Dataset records
// ABOUTME: Immutable host configuration sent with container create/update requests.
// ABOUTME: Built through HostConfigBuilder; unset fields are omitted from the wire form.

mod bind;
mod builder;
mod deserialize;
mod lxc_conf;
mod restart_policy;

pub use bind::{Bind, BindBuilder, BindFrom, BindTo};
pub use builder::HostConfigBuilder;
pub use lxc_conf::LxcConfParameter;
pub use restart_policy::{RawRestartPolicy, RestartPolicy};

use crate::types::{Device, LogConfig, PortBinding};
use deserialize::deserialize_list;
use serde::{Deserialize, Serialize};
use std::collections::BTreeMap;
use std::fmt;

/// Port bindings keyed by container port spec, e.g. `"80/tcp"`.
pub type PortBindings = BTreeMap<String, Vec<PortBinding>>;

/// Host-level runtime configuration of a container.
///
/// Every field is optional and `None` means "not set": the engine applies its
/// own default and the field is left out of the serialized JSON. A field set
/// to an empty or falsy value is still sent. No values are validated here;
/// the engine is the judge of e.g. `memory_swap < memory`.
///
/// Instances are immutable. Use [`HostConfig::to_builder`] to derive a
/// modified copy. List fields never hold duplicates, whether they came from
/// the builder or were decoded.
#[derive(Debug, Clone, PartialEq, Eq, Hash, Default, Serialize, Deserialize)]
pub struct HostConfig {
    #[serde(
        rename = "Binds",
        default,
        deserialize_with = "deserialize_list",
        skip_serializing_if = "Option::is_none"
    )]
    binds: Option<Vec<String>>,

    #[serde(
        rename = "ContainerIDFile",
        default,
        skip_serializing_if = "Option::is_none"
    )]
    container_id_file: Option<String>,

    #[serde(
        rename = "LxcConf",
        default,
        deserialize_with = "deserialize_list",
        skip_serializing_if = "Option::is_none"
    )]
    lxc_conf: Option<Vec<LxcConfParameter>>,

    #[serde(rename = "Privileged", default, skip_serializing_if = "Option::is_none")]
    privileged: Option<bool>,

    #[serde(rename = "PortBindings", default, skip_serializing_if = "Option::is_none")]
    port_bindings: Option<PortBindings>,

    #[serde(
        rename = "Links",
        default,
        deserialize_with = "deserialize_list",
        skip_serializing_if = "Option::is_none"
    )]
    links: Option<Vec<String>>,

    #[serde(
        rename = "PublishAllPorts",
        default,
        skip_serializing_if = "Option::is_none"
    )]
    publish_all_ports: Option<bool>,

    #[serde(
        rename = "Dns",
        default,
        deserialize_with = "deserialize_list",
        skip_serializing_if = "Option::is_none"
    )]
    dns: Option<Vec<String>>,

    #[serde(
        rename = "DnsSearch",
        default,
        deserialize_with = "deserialize_list",
        skip_serializing_if = "Option::is_none"
    )]
    dns_search: Option<Vec<String>>,

    #[serde(
        rename = "ExtraHosts",
        default,
        deserialize_with = "deserialize_list",
        skip_serializing_if = "Option::is_none"
    )]
    extra_hosts: Option<Vec<String>>,

    #[serde(
        rename = "VolumesFrom",
        default,
        deserialize_with = "deserialize_list",
        skip_serializing_if = "Option::is_none"
    )]
    volumes_from: Option<Vec<String>>,

    #[serde(
        rename = "CapAdd",
        default,
        deserialize_with = "deserialize_list",
        skip_serializing_if = "Option::is_none"
    )]
    cap_add: Option<Vec<String>>,

    #[serde(
        rename = "CapDrop",
        default,
        deserialize_with = "deserialize_list",
        skip_serializing_if = "Option::is_none"
    )]
    cap_drop: Option<Vec<String>>,

    #[serde(rename = "NetworkMode", default, skip_serializing_if = "Option::is_none")]
    network_mode: Option<String>,

    #[serde(
        rename = "SecurityOpt",
        default,
        deserialize_with = "deserialize_list",
        skip_serializing_if = "Option::is_none"
    )]
    security_opt: Option<Vec<String>>,

    #[serde(
        rename = "Devices",
        default,
        deserialize_with = "deserialize_list",
        skip_serializing_if = "Option::is_none"
    )]
    devices: Option<Vec<Device>>,

    #[serde(rename = "Memory", default, skip_serializing_if = "Option::is_none")]
    memory: Option<i64>,

    #[serde(rename = "MemorySwap", default, skip_serializing_if = "Option::is_none")]
    memory_swap: Option<i64>,

    #[serde(rename = "CpuShares", default, skip_serializing_if = "Option::is_none")]
    cpu_shares: Option<i64>,

    #[serde(rename = "CpusetCpus", default, skip_serializing_if = "Option::is_none")]
    cpuset_cpus: Option<String>,

    #[serde(rename = "CpuQuota", default, skip_serializing_if = "Option::is_none")]
    cpu_quota: Option<i64>,

    #[serde(rename = "CgroupParent", default, skip_serializing_if = "Option::is_none")]
    cgroup_parent: Option<String>,

    #[serde(rename = "RestartPolicy", default, skip_serializing_if = "Option::is_none")]
    restart_policy: Option<RestartPolicy>,

    #[serde(rename = "LogConfig", default, skip_serializing_if = "Option::is_none")]
    log_config: Option<LogConfig>,

    #[serde(rename = "IpcMode", default, skip_serializing_if = "Option::is_none")]
    ipc_mode: Option<String>,
}

impl HostConfig {
    pub fn builder() -> HostConfigBuilder {
        HostConfigBuilder::new()
    }

    /// Start a builder pre-filled with every field of this config.
    pub fn to_builder(&self) -> HostConfigBuilder {
        HostConfigBuilder::from_config(self.clone())
    }

    /// Bind mounts in `src:dest[:ro]` form.
    pub fn binds(&self) -> Option<&[String]> {
        self.binds.as_deref()
    }

    /// Host path the engine writes the container ID to.
    pub fn container_id_file(&self) -> Option<&str> {
        self.container_id_file.as_deref()
    }

    pub fn lxc_conf(&self) -> Option<&[LxcConfParameter]> {
        self.lxc_conf.as_deref()
    }

    pub fn privileged(&self) -> Option<bool> {
        self.privileged
    }

    /// Read-only view of the port bindings map.
    pub fn port_bindings(&self) -> Option<&PortBindings> {
        self.port_bindings.as_ref()
    }

    /// Container links in `name:alias` form.
    pub fn links(&self) -> Option<&[String]> {
        self.links.as_deref()
    }

    pub fn publish_all_ports(&self) -> Option<bool> {
        self.publish_all_ports
    }

    pub fn dns(&self) -> Option<&[String]> {
        self.dns.as_deref()
    }

    pub fn dns_search(&self) -> Option<&[String]> {
        self.dns_search.as_deref()
    }

    /// Extra `/etc/hosts` entries in `hostname:ip` form.
    pub fn extra_hosts(&self) -> Option<&[String]> {
        self.extra_hosts.as_deref()
    }

    pub fn volumes_from(&self) -> Option<&[String]> {
        self.volumes_from.as_deref()
    }

    pub fn cap_add(&self) -> Option<&[String]> {
        self.cap_add.as_deref()
    }

    pub fn cap_drop(&self) -> Option<&[String]> {
        self.cap_drop.as_deref()
    }

    /// `bridge`, `host`, `none`, `container:<id>` or a network name.
    pub fn network_mode(&self) -> Option<&str> {
        self.network_mode.as_deref()
    }

    pub fn security_opt(&self) -> Option<&[String]> {
        self.security_opt.as_deref()
    }

    pub fn devices(&self) -> Option<&[Device]> {
        self.devices.as_deref()
    }

    /// Memory limit in bytes.
    pub fn memory(&self) -> Option<i64> {
        self.memory
    }

    /// Memory plus swap limit in bytes; `-1` disables the swap limit.
    pub fn memory_swap(&self) -> Option<i64> {
        self.memory_swap
    }

    pub fn cpu_shares(&self) -> Option<i64> {
        self.cpu_shares
    }

    /// CPUs the container may run on, e.g. `0-3` or `0,1`.
    pub fn cpuset_cpus(&self) -> Option<&str> {
        self.cpuset_cpus.as_deref()
    }

    /// Microseconds of CPU time per scheduling period.
    pub fn cpu_quota(&self) -> Option<i64> {
        self.cpu_quota
    }

    pub fn cgroup_parent(&self) -> Option<&str> {
        self.cgroup_parent.as_deref()
    }

    pub fn restart_policy(&self) -> Option<&RestartPolicy> {
        self.restart_policy.as_ref()
    }

    pub fn log_config(&self) -> Option<&LogConfig> {
        self.log_config.as_ref()
    }

    pub fn ipc_mode(&self) -> Option<&str> {
        self.ipc_mode.as_deref()
    }
}

// =============================================================================
// Display
// =============================================================================

struct List<'a, T>(&'a [T]);

impl<T: fmt::Display> fmt::Display for List<'_, T> {
    fn fmt(&self, f: &mut fmt::Formatter<'_>) -> fmt::Result {
        write!(f, "[")?;
        for (i, item) in self.0.iter().enumerate() {
            if i > 0 {
                write!(f, ", ")?;
            }
            write!(f, "{}", item)?;
        }
        write!(f, "]")
    }
}

struct PortMap<'a>(&'a PortBindings);

impl fmt::Display for PortMap<'_> {
    fn fmt(&self, f: &mut fmt::Formatter<'_>) -> fmt::Result {
        write!(f, "{{")?;
        for (i, (port, bindings)) in self.0.iter().enumerate() {
            if i > 0 {
                write!(f, ", ")?;
            }
            write!(f, "{}={}", port, List(bindings))?;
        }
        write!(f, "}}")
    }
}

struct Fields<'a, 'b> {
    f: &'a mut fmt::Formatter<'b>,
    first: bool,
}

impl Fields<'_, '_> {
    fn add<T: fmt::Display>(&mut self, name: &str, value: Option<T>) -> fmt::Result {
        if !self.first {
            write!(self.f, ", ")?;
        }
        self.first = false;
        match value {
            Some(v) => write!(self.f, "{}={}", name, v),
            None => write!(self.f, "{}=null", name),
        }
    }
}

impl fmt::Display for HostConfig {
    fn fmt(&self, f: &mut fmt::Formatter<'_>) -> fmt::Result {
        write!(f, "HostConfig{{")?;
        let mut out = Fields { f, first: true };
        out.add("binds", self.binds().map(List))?;
        out.add("containerIDFile", self.container_id_file())?;
        out.add("lxcConf", self.lxc_conf().map(List))?;
        out.add("privileged", self.privileged)?;
        out.add("portBindings", self.port_bindings().map(PortMap))?;
        out.add("links", self.links().map(List))?;
        out.add("publishAllPorts", self.publish_all_ports)?;
        out.add("dns", self.dns().map(List))?;
        out.add("dnsSearch", self.dns_search().map(List))?;
        out.add("extraHosts", self.extra_hosts().map(List))?;
        out.add("volumesFrom", self.volumes_from().map(List))?;
        out.add("capAdd", self.cap_add().map(List))?;
        out.add("capDrop", self.cap_drop().map(List))?;
        out.add("networkMode", self.network_mode())?;
        out.add("securityOpt", self.security_opt().map(List))?;
        out.add("devices", self.devices().map(List))?;
        out.add("memory", self.memory)?;
        out.add("memorySwap", self.memory_swap)?;
        out.add("cpuShares", self.cpu_shares)?;
        out.add("cpusetCpus", self.cpuset_cpus())?;
        out.add("cpuQuota", self.cpu_quota)?;
        out.add("cgroupParent", self.cgroup_parent())?;
        out.add("restartPolicy", self.restart_policy())?;
        out.add("logConfig", self.log_config())?;
        out.add("ipcMode", self.ipc_mode())?;
        write!(out.f, "}}")
    }
}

WHAT YOU HAVE TO DO
Find each line above that contains "struct", and copy those lines.

OUTPUT FOR THIS TASK
pub struct HostConfig {
struct List<'a, T>(&'a [T]);
struct PortMap<'a>(&'a PortBindings);
struct Fields<'a, 'b> {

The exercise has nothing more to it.